Commentary Companion Dictionary Selective-depth dictionary for the AI Bible Commentary website
Canonical dictionary entry

diligence

Diligence is faithful, steady effort offered to God in ordinary work and spiritual responsibility. In theological use, the topic should be defined from...

PracticeTier 2

At a glance

Definition: Diligence is faithful, steady effort offered to God in ordinary work and spiritual responsibility.

  • Start with the texts that present diligence as faithful, steady effort offered to God in ordinary work and spiritual responsibility.
  • Trace how diligence serves the gathered life, holiness, order, and witness of Christ's people.
  • Avoid reducing diligence to institutional habit or denominational slogan; keep it governed by the passages that establish it.

Simple explanation

Diligence is faithful, steady effort offered to God in ordinary work and spiritual responsibility.

Academic explanation

Diligence is faithful, steady effort offered to God in ordinary work and spiritual responsibility.
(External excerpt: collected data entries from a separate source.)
use std::process::Stdio;
use std::time::Duration;
use tokio::process::Command;

use crate::config::Config;

/// What the bootstrap did to make the store available
#[derive(Debug, Clone, Copy, PartialEq, Eq)]
pub enum BootstrapOutcome {
    /// The probe succeeded; nothing was spawned
    AlreadyRunning,
    /// A server process was launched and the grace period has elapsed
    Started { pid: Option<u32> },
}

#[derive(Debug, thiserror::Error)]
pub enum BootstrapError {
    #[error("failed to start store server `{command}`: {source}")]
    Spawn {
        command: String,
        #[source]
        source: std::io::Error,
    },
}

/// One-shot startup routine that launches the store if it is not running
///
/// The supervisor probes once, spawns at most one server process, sleeps
/// for the grace period and returns. The spawned process is detached: it is
/// not awaited, restarted, or health-checked afterwards, and it keeps
/// running after this program exits.
#[derive(Debug, Clone)]
pub struct StoreSupervisor {
    store_url: String,
    server_command: String,
    server_args: Vec<String>,
    grace_period: Duration,
}

impl StoreSupervisor {
    pub fn new(
        store_url: impl Into<String>,
        server_command: impl Into<String>,
        server_args: Vec<String>,
        grace_period: Duration,
    ) -> Self {
        Self {
            store_url: store_url.into(),
            server_command: server_command.into(),
            server_args,
            grace_period,
        }
    }

    pub fn from_config(config: &Config) -> Self {
        Self::new(
            config.store_url.clone(),
            config.store_server_command.clone(),
            config.store_server_args.clone(),
            config.store_startup_grace,
        )
    }

    /// Make sure the store is running, starting it if the probe fails
    ///
    /// There is no confirmation probe after the grace period; the caller's
    /// own connection attempt is the readiness check.
    ///
    /// # Errors
    /// Returns `BootstrapError::Spawn` if the server executable cannot be
    /// launched. A failed probe is not an error.
    pub async fn ensure_store_running(&self) -> Result<BootstrapOutcome, BootstrapError> {
        if self.probe().await {
            tracing::info!("Store is already running at {}", self.store_url);
            return Ok(BootstrapOutcome::AlreadyRunning);
        }

        tracing::info!(
            "Store is not running at {}. Attempting to start it with `{}`...",
            self.store_url,
            self.server_command
        );

        let pid = self.spawn_server()?;

        tracing::info!(
            "Store server started (pid {}). Waiting {}ms for it to be ready...",
            pid.map(|p| p.to_string()).unwrap_or_else(|| "unknown".to_string()),
            self.grace_period.as_millis()
        );
        tokio::time::sleep(self.grace_period).await;

        Ok(BootstrapOutcome::Started { pid })
    }

    /// PING the store over a throwaway connection
    async fn probe(&self) -> bool {
        let client = match redis::Client::open(self.store_url.as_str()) {
            Ok(client) => client,
            Err(e) => {
                tracing::warn!("Store URL rejected by client: {}", e);
                return false;
            }
        };

        let mut connection = match client.get_multiplexed_async_connection().await {
            Ok(connection) => connection,
            Err(e) => {
                tracing::debug!("Store probe could not connect: {}", e);
                return false;
            }
        };

        let reply: redis::RedisResult<String> = redis::cmd("PING").query_async(&mut connection).await;
        match reply {
            Ok(_) => true,
            Err(e) => {
                tracing::debug!("Store probe PING failed: {}", e);
                false
            }
        }
    }

    /// Launch the server with inherited stdout/stderr and return its pid
    ///
    /// The child handle is dropped right away. tokio does not kill a child
    /// on drop unless asked to, so the server keeps running.
    fn spawn_server(&self) -> Result<Option<u32>, BootstrapError> {
        let child = Command::new(&self.server_command)
            .args(&self.server_args)
            .stdin(Stdio::null())
            .stdout(Stdio::inherit())
            .stderr(Stdio::inherit())
            .spawn()
            .map_err(|source| BootstrapError::Spawn {
                command: self.server_command.clone(),
                source,
            })?;

        Ok(child.id())
    }
}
In dictionary use, the term should be explained from its immediate contexts, its place in biblical theology, and its bearing on faithful Christian life.
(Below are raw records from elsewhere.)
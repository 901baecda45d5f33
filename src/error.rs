use axum::{
    http::{header, StatusCode},
    response::{IntoResponse, Response},
};
use serde::{Deserialize, Serialize};

use crate::store::StoreError;

/// Response type for health check endpoint
#[derive(Serialize, Deserialize, utoipa::ToSchema)]
pub struct HealthResponse {
    pub status: String,
}

/// Response type for unhealthy status
#[derive(Serialize, Deserialize, utoipa::ToSchema)]
pub struct UnhealthyResponse {
    pub status: String,
    pub error: String,
}

/// Error type for the key-value endpoints
///
/// Errors are rendered as plain text: the message followed by a newline.
/// Every store failure, including a missing key, maps to
/// 500 Internal Server Error.
#[derive(Debug)]
pub enum ApiError {
    /// Store operation failed or the key is absent
    Store(StoreError),
}

impl ApiError {
    pub fn status(&self) -> StatusCode {
        match self {
            ApiError::Store(_) => StatusCode::INTERNAL_SERVER_ERROR,
        }
    }
}

impl IntoResponse for ApiError {
    fn into_response(self) -> Response {
        let status = self.status();
        let error_message = match self {
            ApiError::Store(err) => err.to_string(),
        };

        (
            status,
            [
                (header::CONTENT_TYPE, "text/plain; charset=utf-8"),
                (header::X_CONTENT_TYPE_OPTIONS, "nosniff"),
            ],
            format!("{}\n", error_message),
        )
            .into_response()
    }
}

impl From<StoreError> for ApiError {
    fn from(err: StoreError) -> Self {
        ApiError::Store(err)
    }
}
// Route path constants - single source of truth for all API paths

use axum::{routing::get, Router};
use tower_http::trace::TraceLayer;

use crate::api_doc;
use crate::handlers::{get_handler, health_handler, set_handler};
use crate::state::AppState;

pub const HEALTH: &str = "/health";
pub const KV_SET: &str = "/set";
pub const KV_GET: &str = "/get";
pub const OPENAPI_JSON: &str = "/api-docs/openapi.json";

pub fn build_router(state: AppState) -> Router {
    Router::new()
        .route(KV_SET, get(set_handler))
        .route(KV_GET, get(get_handler))
        .route(HEALTH, get(health_handler))
        .route(OPENAPI_JSON, get(api_doc::openapi_handler))
        .layer(TraceLayer::new_for_http())
        .with_state(state)
}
Extended academic explanation

Diligence is faithful, steady effort offered to God in ordinary work and spiritual responsibility. More fully, the topic should be interpreted through the passages that name it, illustrate it, regulate it, or warn about its misuse. A sound treatment therefore asks how diligence relates to creation, sin, redemption, discipleship, and the church's life under Christ, without turning a practical category into a slogan detached from context.

Biblical context

Biblically, diligence is addressed in wisdom literature, psalms, the teaching of Jesus, and apostolic exhortation as faithful, steady effort offered to God in ordinary work and spiritual responsibility. The canon treats diligence as a matter of the heart that must be shaped by faith, repentance, holiness, and the work of the Spirit rather than by outward performance alone.

Historical context

Historically, discussion of diligence was transmitted less by one decisive controversy than by catechesis, preaching, devotional literature, pastoral counsel, and habits of discipleship. Its vocabulary was refined across monastic, confessional, evangelical, and pastoral settings as churches asked how doctrine becomes embodied life.
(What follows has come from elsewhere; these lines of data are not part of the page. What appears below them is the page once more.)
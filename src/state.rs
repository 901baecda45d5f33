use crate::store::KeyValueStore;
use std::sync::Arc;

/// Shared application state
#[derive(Clone)]
pub struct AppState {
    pub store: Arc<dyn KeyValueStore>,
}

impl AppState {
    pub fn new(store: Arc<dyn KeyValueStore>) -> Self {
        Self { store }
    }
}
Jewish and ancient context

In ancient Jewish context, diligence would be heard through wisdom teaching, covenant obedience, prayer, repentance, and the pursuit of holiness before God. Early Christian readers then received the theme through the lens of Christ, the Spirit, and the formation of a holy people distinct from surrounding patterns.

Key texts

  • Prov. 6:6-11
  • Col. 3:23-24
  • 2 Pet. 1:5-10

Secondary texts

  • Eccl. 9:10
  • Rom. 12:11
  • Heb. 6:11-12

Theological significance

diligence is theologically significant because it refers to faithful, steady effort offered to God in ordinary work and spiritual responsibility, clarifying how inward renewal takes visible shape in habits, affections, and faithful conduct.

Philosophical explanation

Philosophically, Diligence brings divine initiative and human response into the same frame, raising questions about freedom, responsibility, merit, and moral transformation. Discussion usually turns on merit and gift, order and instrumentality, and the relation of inward renewal to declarative or covenantal standing before God. Its philosophical value lies in explaining coherence while preserving the asymmetry between divine gift and human reception.

Interpretive cautions

Do not let diligence function as an umbrella category that obscures the passage's actual argument. Distinguish inward disposition, moral obligation, covenant setting, and pastoral application, rather than importing therapeutic, political, or cultural meanings that the text itself is not trying to supply. Use the entry carefully enough to prevent it from carrying more doctrinal weight than the text assigns, while still allowing later theological reflection to summarize real biblical patterns.

Major views note

Diligence has a broadly shared soteriological core, but traditions differ over its order, logic, and relation to faith, repentance, union with Christ, and the application of redemption. The main points of disagreement concern motive, discipline, habit, the work of the Spirit, and the line between sincere obedience and outward performance.

Doctrinal boundaries

Diligence should be stated within the economy of salvation so that grace, faith, union with Christ, and the Spirit's application of redemption remain properly ordered. It must not confuse ground, instrument, means, and result, nor collapse justification, adoption, sanctification, perseverance, and glorification into one undifferentiated act. It should not be detached from union with Christ or made to stand for the whole of salvation by itself. Properly handled, diligence protects the freeness of grace and the fullness of Christ's saving work without turning one school's ordering into the gospel itself.

Practical significance

Pastorally, diligence matters because believers need wise, Scripture-shaped guidance for everyday obedience, worship, suffering, relationships, stewardship, and life together in the church.